Your instructions —
Read the data, and whenever a line holds the word "crate", report that line.

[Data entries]
BEGIN
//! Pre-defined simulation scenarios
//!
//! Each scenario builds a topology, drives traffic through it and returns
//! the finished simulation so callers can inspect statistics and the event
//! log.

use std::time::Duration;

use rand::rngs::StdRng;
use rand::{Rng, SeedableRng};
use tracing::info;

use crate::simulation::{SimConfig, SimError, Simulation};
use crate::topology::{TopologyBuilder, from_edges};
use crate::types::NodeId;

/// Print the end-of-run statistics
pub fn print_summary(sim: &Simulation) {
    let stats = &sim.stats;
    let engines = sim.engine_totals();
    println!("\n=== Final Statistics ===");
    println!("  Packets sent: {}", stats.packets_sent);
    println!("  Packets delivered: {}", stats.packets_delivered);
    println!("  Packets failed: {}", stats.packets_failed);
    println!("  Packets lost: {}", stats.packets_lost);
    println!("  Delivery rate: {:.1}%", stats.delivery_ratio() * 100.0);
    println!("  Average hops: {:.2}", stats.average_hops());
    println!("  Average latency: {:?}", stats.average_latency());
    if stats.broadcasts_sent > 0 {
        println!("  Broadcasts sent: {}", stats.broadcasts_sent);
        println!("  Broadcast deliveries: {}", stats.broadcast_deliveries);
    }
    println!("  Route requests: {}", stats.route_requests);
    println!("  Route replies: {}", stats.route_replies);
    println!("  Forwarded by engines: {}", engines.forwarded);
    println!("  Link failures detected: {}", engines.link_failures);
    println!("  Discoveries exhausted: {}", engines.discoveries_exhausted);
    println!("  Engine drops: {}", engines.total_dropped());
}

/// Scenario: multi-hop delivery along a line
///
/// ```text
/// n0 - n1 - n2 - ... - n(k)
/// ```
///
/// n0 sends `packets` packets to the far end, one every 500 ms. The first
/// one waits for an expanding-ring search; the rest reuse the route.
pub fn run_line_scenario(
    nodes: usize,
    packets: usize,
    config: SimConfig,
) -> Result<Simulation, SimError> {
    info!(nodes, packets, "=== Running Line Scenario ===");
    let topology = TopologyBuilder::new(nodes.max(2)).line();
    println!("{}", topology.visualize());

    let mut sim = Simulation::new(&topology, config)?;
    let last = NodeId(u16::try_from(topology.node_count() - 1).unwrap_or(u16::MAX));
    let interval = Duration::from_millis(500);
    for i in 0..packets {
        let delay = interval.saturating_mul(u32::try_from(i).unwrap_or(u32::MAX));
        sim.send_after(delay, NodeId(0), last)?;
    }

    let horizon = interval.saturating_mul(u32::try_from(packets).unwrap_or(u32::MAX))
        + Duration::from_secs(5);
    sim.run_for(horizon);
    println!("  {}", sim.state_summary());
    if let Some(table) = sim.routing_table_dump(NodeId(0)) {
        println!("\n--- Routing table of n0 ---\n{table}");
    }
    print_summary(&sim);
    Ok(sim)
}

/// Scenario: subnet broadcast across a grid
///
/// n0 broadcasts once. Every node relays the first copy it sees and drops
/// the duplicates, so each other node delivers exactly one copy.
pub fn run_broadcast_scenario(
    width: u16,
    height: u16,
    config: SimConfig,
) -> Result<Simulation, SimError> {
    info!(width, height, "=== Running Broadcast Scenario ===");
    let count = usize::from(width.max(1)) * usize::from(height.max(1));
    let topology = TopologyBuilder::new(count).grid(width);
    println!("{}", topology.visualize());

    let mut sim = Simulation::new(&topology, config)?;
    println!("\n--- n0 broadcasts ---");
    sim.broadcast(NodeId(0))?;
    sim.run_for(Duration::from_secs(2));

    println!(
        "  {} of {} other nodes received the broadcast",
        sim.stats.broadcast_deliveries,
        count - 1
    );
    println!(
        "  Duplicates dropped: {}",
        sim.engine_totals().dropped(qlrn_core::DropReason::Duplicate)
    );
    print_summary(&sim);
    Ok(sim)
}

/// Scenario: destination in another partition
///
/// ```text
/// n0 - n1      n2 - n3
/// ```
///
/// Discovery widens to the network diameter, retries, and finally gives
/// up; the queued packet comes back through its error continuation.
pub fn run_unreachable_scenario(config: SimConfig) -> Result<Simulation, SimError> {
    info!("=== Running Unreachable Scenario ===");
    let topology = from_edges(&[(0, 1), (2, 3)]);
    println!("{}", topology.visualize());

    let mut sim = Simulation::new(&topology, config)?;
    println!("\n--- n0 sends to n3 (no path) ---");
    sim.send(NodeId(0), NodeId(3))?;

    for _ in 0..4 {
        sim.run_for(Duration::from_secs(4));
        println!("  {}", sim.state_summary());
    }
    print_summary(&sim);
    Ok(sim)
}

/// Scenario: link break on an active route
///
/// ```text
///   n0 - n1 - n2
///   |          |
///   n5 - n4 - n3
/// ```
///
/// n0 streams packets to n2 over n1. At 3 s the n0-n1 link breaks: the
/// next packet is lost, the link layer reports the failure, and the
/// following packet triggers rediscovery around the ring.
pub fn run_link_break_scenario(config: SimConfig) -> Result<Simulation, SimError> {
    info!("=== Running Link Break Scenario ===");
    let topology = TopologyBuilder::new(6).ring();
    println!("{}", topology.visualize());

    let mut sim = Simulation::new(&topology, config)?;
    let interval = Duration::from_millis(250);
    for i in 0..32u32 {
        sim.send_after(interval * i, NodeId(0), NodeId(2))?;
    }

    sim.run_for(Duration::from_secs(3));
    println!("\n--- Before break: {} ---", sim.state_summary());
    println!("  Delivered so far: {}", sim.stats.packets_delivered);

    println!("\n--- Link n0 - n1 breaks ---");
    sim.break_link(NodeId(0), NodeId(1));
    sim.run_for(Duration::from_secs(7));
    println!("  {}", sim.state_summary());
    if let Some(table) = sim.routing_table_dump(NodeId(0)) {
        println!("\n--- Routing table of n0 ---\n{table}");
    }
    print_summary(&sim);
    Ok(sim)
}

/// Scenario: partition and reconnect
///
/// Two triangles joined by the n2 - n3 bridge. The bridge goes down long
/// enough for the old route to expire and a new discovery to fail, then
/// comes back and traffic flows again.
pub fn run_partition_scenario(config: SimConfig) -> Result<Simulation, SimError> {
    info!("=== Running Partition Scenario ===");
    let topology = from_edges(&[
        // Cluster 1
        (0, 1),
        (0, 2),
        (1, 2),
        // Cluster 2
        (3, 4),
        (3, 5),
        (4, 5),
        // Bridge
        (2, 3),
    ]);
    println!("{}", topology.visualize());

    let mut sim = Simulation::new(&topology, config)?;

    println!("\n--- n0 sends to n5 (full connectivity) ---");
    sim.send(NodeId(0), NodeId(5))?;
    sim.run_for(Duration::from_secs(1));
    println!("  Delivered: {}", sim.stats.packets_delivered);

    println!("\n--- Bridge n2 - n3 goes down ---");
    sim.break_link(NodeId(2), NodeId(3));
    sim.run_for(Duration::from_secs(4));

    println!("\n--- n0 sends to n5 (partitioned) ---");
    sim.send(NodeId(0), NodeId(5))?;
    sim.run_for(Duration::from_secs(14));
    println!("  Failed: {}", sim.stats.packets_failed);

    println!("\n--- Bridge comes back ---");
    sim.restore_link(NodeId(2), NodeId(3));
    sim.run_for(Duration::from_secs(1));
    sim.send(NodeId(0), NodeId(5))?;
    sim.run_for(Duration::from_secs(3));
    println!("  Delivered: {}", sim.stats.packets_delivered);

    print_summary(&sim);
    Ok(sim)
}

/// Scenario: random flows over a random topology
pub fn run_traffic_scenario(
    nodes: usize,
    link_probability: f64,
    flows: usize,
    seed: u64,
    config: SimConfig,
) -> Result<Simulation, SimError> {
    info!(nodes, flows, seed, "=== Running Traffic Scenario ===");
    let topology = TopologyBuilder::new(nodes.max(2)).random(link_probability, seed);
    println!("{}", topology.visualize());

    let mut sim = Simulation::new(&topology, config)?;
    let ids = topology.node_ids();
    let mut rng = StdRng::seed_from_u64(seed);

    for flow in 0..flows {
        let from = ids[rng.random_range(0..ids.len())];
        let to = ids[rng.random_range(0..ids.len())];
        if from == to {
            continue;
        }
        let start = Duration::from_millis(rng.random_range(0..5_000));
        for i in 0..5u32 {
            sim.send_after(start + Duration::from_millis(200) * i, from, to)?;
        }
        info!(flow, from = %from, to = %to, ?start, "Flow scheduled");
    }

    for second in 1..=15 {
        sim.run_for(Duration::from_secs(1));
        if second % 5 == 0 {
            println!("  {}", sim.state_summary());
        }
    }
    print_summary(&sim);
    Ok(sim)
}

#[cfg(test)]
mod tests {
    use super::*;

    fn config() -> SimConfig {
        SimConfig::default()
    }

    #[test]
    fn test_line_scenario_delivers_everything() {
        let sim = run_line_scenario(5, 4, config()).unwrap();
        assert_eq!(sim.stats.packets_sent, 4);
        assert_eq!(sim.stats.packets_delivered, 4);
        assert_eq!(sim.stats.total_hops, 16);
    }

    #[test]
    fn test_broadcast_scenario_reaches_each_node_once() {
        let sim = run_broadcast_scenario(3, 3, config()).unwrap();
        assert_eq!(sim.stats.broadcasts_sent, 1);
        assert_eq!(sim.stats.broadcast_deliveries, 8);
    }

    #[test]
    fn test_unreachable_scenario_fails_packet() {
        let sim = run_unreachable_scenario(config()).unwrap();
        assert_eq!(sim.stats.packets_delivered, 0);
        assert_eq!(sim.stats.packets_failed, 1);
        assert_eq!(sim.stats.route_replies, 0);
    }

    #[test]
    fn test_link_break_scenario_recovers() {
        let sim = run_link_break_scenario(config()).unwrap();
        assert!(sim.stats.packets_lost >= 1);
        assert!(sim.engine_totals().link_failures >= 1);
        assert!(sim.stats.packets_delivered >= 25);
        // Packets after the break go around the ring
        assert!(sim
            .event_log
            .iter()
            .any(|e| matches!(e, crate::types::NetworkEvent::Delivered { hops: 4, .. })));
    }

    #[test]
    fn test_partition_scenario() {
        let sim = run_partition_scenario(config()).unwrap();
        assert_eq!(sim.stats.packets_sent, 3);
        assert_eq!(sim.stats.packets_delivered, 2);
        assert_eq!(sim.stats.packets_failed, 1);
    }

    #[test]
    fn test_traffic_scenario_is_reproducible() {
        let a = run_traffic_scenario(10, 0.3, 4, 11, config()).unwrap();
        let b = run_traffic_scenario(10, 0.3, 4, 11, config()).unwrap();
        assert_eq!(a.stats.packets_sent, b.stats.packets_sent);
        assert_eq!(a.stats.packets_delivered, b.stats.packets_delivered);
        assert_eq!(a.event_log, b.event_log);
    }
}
END
Exercise output —
use crate::simulation::{SimConfig, SimError, Simulation};
use crate::topology::{TopologyBuilder, from_edges};
use crate::types::NodeId;
            .any(|e| matches!(e, crate::types::NetworkEvent::Delivered { hops: 4, .. })));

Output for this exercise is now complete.